▶ _TASK PROMPT_:
Repeat the lines from the line with "of one marker" to the line with "Frame-pixel position: x,y" in the listing below, keeping both end lines and adding nothing.

▶ _INFORMATION PROVIDED_:
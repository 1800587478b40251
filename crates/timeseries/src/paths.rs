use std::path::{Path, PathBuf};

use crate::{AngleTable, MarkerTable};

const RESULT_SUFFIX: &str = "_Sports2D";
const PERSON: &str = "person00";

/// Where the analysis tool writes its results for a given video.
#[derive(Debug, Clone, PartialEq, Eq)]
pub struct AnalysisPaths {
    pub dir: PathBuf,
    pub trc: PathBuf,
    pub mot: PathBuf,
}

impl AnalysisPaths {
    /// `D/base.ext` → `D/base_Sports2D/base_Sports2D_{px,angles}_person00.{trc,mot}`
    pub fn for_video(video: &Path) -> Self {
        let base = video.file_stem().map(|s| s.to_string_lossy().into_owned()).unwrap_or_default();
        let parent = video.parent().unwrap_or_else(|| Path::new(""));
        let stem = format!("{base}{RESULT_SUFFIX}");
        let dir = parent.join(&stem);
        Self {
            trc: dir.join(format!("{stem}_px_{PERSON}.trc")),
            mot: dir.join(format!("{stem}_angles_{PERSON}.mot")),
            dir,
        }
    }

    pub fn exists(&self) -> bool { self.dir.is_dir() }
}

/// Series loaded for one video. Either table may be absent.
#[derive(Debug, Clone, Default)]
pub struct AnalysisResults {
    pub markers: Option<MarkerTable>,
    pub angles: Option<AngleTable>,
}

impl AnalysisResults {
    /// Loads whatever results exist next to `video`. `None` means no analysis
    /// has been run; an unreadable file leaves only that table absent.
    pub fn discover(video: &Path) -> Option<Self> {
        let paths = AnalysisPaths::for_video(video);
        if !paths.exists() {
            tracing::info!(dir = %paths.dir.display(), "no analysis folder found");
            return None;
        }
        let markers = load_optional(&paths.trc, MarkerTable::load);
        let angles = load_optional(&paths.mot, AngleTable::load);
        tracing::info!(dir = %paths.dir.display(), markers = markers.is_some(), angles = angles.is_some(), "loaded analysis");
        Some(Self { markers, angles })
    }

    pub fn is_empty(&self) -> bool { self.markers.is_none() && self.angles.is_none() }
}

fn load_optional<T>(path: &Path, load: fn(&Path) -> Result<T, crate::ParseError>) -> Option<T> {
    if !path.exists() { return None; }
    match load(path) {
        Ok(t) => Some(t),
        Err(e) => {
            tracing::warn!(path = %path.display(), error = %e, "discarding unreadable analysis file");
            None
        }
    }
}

==

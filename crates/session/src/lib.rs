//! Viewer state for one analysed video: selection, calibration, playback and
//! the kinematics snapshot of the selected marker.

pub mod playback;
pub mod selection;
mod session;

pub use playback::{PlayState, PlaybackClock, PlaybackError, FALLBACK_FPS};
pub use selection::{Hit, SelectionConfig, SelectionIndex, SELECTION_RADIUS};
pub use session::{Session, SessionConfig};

==

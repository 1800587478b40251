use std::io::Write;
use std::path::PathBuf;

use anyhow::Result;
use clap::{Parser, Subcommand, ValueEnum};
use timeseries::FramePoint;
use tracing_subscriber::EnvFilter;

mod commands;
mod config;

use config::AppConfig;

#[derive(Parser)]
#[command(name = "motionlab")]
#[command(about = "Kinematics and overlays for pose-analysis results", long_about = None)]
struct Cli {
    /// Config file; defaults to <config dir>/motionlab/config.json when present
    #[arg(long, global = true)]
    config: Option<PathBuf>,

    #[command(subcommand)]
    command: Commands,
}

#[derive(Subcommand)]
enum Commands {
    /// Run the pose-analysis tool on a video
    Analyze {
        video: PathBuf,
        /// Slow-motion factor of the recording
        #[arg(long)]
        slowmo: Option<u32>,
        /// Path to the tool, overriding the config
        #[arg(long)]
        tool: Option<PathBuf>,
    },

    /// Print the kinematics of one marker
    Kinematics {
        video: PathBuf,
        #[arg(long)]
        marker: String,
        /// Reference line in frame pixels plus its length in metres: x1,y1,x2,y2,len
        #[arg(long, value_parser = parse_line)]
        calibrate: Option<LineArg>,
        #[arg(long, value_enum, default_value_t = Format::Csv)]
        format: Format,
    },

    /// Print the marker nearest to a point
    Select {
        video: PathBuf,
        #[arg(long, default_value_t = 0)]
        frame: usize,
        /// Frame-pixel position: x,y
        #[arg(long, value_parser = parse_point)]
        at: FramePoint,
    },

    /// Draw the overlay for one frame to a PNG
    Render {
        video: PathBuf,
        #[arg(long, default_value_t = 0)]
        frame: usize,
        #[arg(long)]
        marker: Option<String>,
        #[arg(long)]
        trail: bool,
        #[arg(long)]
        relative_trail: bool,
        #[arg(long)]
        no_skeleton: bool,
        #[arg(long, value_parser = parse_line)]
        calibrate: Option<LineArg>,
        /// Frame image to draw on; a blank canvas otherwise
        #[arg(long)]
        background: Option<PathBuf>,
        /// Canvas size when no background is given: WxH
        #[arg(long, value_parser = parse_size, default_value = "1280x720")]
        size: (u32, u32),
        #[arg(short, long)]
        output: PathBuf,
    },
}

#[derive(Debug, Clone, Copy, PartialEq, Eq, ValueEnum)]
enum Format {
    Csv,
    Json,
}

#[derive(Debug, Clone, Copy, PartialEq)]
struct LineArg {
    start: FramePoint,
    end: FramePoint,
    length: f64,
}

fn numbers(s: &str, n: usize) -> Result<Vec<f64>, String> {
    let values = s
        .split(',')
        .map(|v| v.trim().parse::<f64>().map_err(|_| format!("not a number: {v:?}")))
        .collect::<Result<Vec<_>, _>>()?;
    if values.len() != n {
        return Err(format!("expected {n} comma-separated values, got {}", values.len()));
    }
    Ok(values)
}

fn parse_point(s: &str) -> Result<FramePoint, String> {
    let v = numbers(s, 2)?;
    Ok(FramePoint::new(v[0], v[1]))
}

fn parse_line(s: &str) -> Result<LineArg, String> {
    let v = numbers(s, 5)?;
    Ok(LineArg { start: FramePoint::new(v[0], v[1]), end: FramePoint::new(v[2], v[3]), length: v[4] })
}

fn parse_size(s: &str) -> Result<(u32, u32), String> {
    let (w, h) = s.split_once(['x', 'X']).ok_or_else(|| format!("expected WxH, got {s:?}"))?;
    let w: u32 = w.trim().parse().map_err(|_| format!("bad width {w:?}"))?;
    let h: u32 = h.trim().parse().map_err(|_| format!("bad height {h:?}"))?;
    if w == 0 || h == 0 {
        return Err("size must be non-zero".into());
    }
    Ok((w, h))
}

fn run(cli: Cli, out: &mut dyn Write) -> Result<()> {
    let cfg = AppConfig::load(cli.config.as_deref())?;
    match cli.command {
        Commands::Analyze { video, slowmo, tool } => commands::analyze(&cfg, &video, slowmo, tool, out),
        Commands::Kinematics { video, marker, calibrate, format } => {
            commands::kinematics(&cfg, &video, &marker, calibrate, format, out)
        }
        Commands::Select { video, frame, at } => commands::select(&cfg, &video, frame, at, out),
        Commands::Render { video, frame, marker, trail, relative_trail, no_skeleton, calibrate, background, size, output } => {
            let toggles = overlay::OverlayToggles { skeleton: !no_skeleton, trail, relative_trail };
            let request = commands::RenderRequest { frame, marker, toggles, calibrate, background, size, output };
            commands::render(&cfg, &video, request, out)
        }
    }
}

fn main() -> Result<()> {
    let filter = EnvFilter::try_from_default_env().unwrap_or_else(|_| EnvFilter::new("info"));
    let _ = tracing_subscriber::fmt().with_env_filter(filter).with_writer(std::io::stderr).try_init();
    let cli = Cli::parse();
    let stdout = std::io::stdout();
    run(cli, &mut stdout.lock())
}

▶ _EXPECTED ANSWER_:
    /// Print the kinematics of one marker
    Kinematics {
        video: PathBuf,
        #[arg(long)]
        marker: String,
        /// Reference line in frame pixels plus its length in metres: x1,y1,x2,y2,len
        #[arg(long, value_parser = parse_line)]
        calibrate: Option<LineArg>,
        #[arg(long, value_enum, default_value_t = Format::Csv)]
        format: Format,
    },

    /// Print the marker nearest to a point
    Select {
        video: PathBuf,
        #[arg(long, default_value_t = 0)]
        frame: usize,
        /// Frame-pixel position: x,y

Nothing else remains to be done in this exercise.